Start of Block

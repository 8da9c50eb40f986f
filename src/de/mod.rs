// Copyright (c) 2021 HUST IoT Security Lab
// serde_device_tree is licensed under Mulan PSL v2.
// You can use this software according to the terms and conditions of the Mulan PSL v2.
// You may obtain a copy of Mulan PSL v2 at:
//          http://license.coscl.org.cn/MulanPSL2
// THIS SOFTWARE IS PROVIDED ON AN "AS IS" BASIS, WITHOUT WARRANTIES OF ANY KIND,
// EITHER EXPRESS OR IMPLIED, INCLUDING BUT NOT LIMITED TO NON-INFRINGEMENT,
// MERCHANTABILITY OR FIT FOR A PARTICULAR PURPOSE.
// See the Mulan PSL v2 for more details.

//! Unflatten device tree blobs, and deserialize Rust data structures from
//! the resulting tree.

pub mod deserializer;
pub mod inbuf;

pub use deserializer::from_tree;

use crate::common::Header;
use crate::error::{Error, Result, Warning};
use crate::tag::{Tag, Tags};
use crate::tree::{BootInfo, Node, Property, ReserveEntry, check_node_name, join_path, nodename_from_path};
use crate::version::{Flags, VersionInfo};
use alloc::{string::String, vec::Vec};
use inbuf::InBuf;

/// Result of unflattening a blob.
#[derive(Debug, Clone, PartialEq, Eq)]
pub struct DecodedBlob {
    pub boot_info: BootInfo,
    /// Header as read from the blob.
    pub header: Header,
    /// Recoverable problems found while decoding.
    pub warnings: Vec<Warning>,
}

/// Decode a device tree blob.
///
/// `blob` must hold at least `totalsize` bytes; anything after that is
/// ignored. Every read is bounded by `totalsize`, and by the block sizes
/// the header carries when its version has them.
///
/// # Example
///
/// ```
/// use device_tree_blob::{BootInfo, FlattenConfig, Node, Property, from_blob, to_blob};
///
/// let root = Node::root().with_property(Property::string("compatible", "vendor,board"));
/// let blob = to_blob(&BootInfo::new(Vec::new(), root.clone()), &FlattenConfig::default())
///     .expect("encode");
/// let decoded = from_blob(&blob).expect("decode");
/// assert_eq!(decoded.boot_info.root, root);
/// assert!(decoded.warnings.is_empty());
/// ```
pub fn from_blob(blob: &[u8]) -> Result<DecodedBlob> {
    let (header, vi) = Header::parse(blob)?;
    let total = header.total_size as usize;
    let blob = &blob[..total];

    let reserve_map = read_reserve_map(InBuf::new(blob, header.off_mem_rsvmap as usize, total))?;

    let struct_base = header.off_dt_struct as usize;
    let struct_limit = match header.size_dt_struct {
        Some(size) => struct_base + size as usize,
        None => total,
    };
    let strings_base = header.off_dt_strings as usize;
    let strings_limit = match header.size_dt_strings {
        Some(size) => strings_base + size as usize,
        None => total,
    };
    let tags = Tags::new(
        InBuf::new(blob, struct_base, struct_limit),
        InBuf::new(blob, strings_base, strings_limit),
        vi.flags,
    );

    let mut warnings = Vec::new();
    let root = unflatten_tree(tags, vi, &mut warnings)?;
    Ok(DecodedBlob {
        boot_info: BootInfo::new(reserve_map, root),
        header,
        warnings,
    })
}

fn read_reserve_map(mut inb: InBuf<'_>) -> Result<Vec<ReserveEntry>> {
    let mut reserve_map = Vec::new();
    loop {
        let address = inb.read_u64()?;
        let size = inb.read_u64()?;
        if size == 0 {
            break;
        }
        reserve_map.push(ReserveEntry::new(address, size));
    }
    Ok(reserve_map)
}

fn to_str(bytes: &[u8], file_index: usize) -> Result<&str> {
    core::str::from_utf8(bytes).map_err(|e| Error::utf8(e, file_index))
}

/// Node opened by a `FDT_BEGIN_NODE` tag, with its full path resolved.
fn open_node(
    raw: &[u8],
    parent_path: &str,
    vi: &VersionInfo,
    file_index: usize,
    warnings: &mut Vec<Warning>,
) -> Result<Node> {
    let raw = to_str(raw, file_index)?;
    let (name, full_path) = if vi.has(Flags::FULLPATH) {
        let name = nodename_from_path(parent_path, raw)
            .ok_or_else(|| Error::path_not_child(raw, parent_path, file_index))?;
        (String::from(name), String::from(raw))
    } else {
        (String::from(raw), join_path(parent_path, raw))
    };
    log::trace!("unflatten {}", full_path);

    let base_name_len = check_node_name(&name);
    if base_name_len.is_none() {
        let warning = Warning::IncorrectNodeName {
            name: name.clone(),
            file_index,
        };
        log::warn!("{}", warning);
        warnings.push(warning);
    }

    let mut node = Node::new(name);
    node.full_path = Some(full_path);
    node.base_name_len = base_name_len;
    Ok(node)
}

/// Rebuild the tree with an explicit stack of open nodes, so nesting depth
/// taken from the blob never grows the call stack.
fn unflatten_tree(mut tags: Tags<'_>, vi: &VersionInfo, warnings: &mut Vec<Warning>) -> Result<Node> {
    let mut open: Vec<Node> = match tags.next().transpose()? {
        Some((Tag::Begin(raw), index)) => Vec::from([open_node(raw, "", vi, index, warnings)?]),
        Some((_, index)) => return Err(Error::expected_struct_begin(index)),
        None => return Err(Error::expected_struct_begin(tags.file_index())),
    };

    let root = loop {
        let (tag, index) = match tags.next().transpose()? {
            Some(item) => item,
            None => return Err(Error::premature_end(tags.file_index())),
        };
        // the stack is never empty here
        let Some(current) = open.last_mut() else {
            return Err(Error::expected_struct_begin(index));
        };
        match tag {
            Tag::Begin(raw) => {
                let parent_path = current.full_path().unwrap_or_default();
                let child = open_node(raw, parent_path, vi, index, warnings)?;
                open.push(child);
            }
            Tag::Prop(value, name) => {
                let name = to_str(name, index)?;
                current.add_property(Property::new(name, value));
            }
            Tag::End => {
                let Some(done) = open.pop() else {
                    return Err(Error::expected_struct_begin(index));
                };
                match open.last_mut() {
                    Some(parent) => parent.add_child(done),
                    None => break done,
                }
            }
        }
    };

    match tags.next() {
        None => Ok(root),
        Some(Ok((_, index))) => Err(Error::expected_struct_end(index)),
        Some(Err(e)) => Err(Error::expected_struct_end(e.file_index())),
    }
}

End of Block

• Work required
If a line above holds the word "DecodedBlob", copy it.

• Exercise solution
pub struct DecodedBlob {
pub fn from_blob(blob: &[u8]) -> Result<DecodedBlob> {
    Ok(DecodedBlob {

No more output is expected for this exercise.